So so much for brown-haired-eyed brown-nosers, those indeliable, idyllic posers who think it's all roses to just mutter a couple catchphrases, rattle brokedown cages; gobble a couple of seconds of what beckons to you - a cock-blockery in mockery sense because these nosers want you frozen and on the fence, unless you make it before they can follow along and take it; stake it - trot their hooves to flat, worn stumps. So so much from breath that fogs and talk of Gods and subjugated hogs that sob to Oprah, "T'aint me!".

So much for people who idolize and people who are hypnotized; people who twitter, people who simper, people who fritter and wither away a shitter life... So so much for media-control, news with no soul; corpses turning up on my breakfast show; Nuclear explosions without any afterglow. So so much for censorship and mentorship and relationships. So much for wanting friends, hunting trends, confronting dead ends and punting God-sends.

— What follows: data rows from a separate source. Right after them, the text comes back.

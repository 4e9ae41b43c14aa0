//! HTTP bodies for the queue endpoints.

use super::types::*;
use serde::{Deserialize, Serialize};

pub const ENDPOINT_ACTIONS: &str = "/actions";
pub const ENDPOINT_ACTION_BY_ID: &str = "/actions/:id";
pub const ENDPOINT_SYNC: &str = "/actions/sync";
pub const ENDPOINT_CONNECTIVITY: &str = "/connectivity";

#[derive(Debug, Serialize, Deserialize)]
pub struct EnqueueRequest {
    pub action_type: ActionType,
    #[serde(default)]
    pub payload: serde_json::Value,
}

#[derive(Debug, Serialize, Deserialize)]
pub struct EnqueueResponse {
    pub accepted: bool,
}

#[derive(Debug, Serialize, Deserialize)]
pub struct PendingActionsResponse {
    pub count: usize,
    pub actions: Vec<QueuedAction>,
}

#[derive(Debug, Serialize, Deserialize)]
pub struct ConnectivityRequest {
    pub online: bool,
}

#[derive(Debug, Serialize, Deserialize)]
pub struct ConnectivityResponse {
    pub online: bool,
    pub changed: bool,
    pub syncing: bool,
}
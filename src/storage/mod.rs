//! Local Durable Store Module
//!
//! Holds queued actions on the device until they are confirmed by the remote
//! data service.
//!
//! ## Core Concepts
//! - **Ownership**: The store is the only owner of a `QueuedAction`. The queue reads
//!   snapshots and asks the store to update or delete by id.
//! - **Identity**: Ids are assigned on insert, increase monotonically and are never
//!   reused, so `get_all` in id order is insertion order.
//! - **Atomicity**: Every single-record operation is atomic with respect to the
//!   others. There are no multi-record transactions.
//! - **Lifecycle**: Stores are constructed explicitly and closed explicitly. After
//!   `close`, every operation fails.
//!
//! ## Submodules
//! - **`store`**: The `ActionStore` contract shared by all backends.
//! - **`memory`**: DashMap-backed store for tests and ephemeral hosts.
//! - **`file`**: JSON-on-disk store that survives process restarts.

pub mod file;
pub mod memory;
pub mod store;

#[cfg(test)]
mod tests;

So so much for car-crashes and fake eyelashes and ashes to ashes - a thought fought only to keep those caught, caught. So so much for eroding tombstones and kids with no parents home and out-dated cellphones; so much for the whore's obligatory moans, your signatory tones, his hunky-dory clones, taught perfectly to smile, to wile away your hours as another crocodile devours your stockpile of powers; neverthless, God bless the way she can carress you to excess!

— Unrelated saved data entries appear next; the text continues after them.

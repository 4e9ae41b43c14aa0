//! Action Handler Registry
//!
//! Maps action types (e.g. `check-in`) to the async closures that apply them to
//! the remote data service. Adding a new kind of action is a registration, not
//! an edit to the queue.

use super::types::*;

use anyhow::Result;
use dashmap::DashMap;
use std::future::Future;
use std::pin::Pin;
use std::sync::Arc;

/// Type alias for a thread-safe, asynchronous action handler.
/// It takes a snapshot of the queued action and resolves to `Result<()>`.
pub type ActionHandlerFn =
    Arc<dyn Fn(QueuedAction) -> Pin<Box<dyn Future<Output = Result<()>> + Send>> + Send + Sync>;

/// Registry holding the mapping between action types and their implementation.
pub struct ActionHandlerRegistry {
    handlers: DashMap<ActionType, ActionHandlerFn>,
}

impl ActionHandlerRegistry {
    /// Creates a new, empty registry.
    pub fn new() -> Arc<Self> {
        Arc::new(Self::default())
    }

    /// Registers a handler for an action type, replacing any previous one.
    pub fn register<F, Fut>(&self, action_type: ActionType, handler: F)
    where
        F: Fn(QueuedAction) -> Fut + Send + Sync + 'static,
        Fut: Future<Output = Result<()>> + Send + 'static,
    {
        // Box::pin erases the concrete future type so different async fns share one map.
        let handler_fn: ActionHandlerFn = Arc::new(move |action: QueuedAction| {
            Box::pin(handler(action)) as Pin<Box<dyn Future<Output = Result<()>> + Send>>
        });

        tracing::info!("Registered action handler: {}", action_type);
        self.handlers.insert(action_type, handler_fn);
    }

    /// Returns a cloned handle to the handler, if any.
    pub fn get(&self, action_type: &ActionType) -> Option<ActionHandlerFn> {
        self.handlers
            .get(action_type)
            .map(|entry| entry.value().clone())
    }

    /// Looks up the handler for the action's type and runs it.
    ///
    /// # Returns
    /// * `Ok(())` if the handler succeeded.
    /// * `Err` if the handler failed or no handler exists for the type.
    pub async fn execute(&self, action: &QueuedAction) -> Result<()> {
        let Some(handler_fn) = self.get(&action.action_type) else {
            let error = format!("Unknown action type: {}", action.action_type);
            tracing::error!("{}", error);
            return Err(anyhow::anyhow!(error));
        };

        tracing::debug!(
            "Executing action {} with handler '{}'",
            action.id,
            action.action_type
        );
        handler_fn(action.clone()).await
    }

    /// Returns all registered action types.
    pub fn list_handlers(&self) -> Vec<ActionType> {
        self.handlers
            .iter()
            .map(|entry| entry.key().clone())
            .collect()
    }

    pub fn has_handler(&self, action_type: &ActionType) -> bool {
        self.handlers.contains_key(action_type)
    }

    pub fn handler_count(&self) -> usize {
        self.handlers.len()
    }
}

impl Default for ActionHandlerRegistry {
    fn default() -> Self {
        Self {
            handlers: DashMap::new(),
        }
    }
}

So so much for economic turmoil and Earth without soil and love without foils. So so much for greener lawns and neater spawns and those without hearts who mourn; act torn and have sworn they're rather mourn than to have you born...

So so much for rapists that could welt and terrorists that could melt and fears left unfelt; so much for virgin terrotory and a better story and threats of being boring. So much for cage-ache without heartbreak; gore without an earthquake; deaths without an outbreak. So much for the plague that made all those that persuade us to buy, buy, buy; try, try, try; cry, cry, cry; why, why, why? Population control needed to console us that work is underway; we're safe for today; big brother's watching you play; so don't stray too close to the fire lest your true colours show you're a liar; leave you stretched on the pyre.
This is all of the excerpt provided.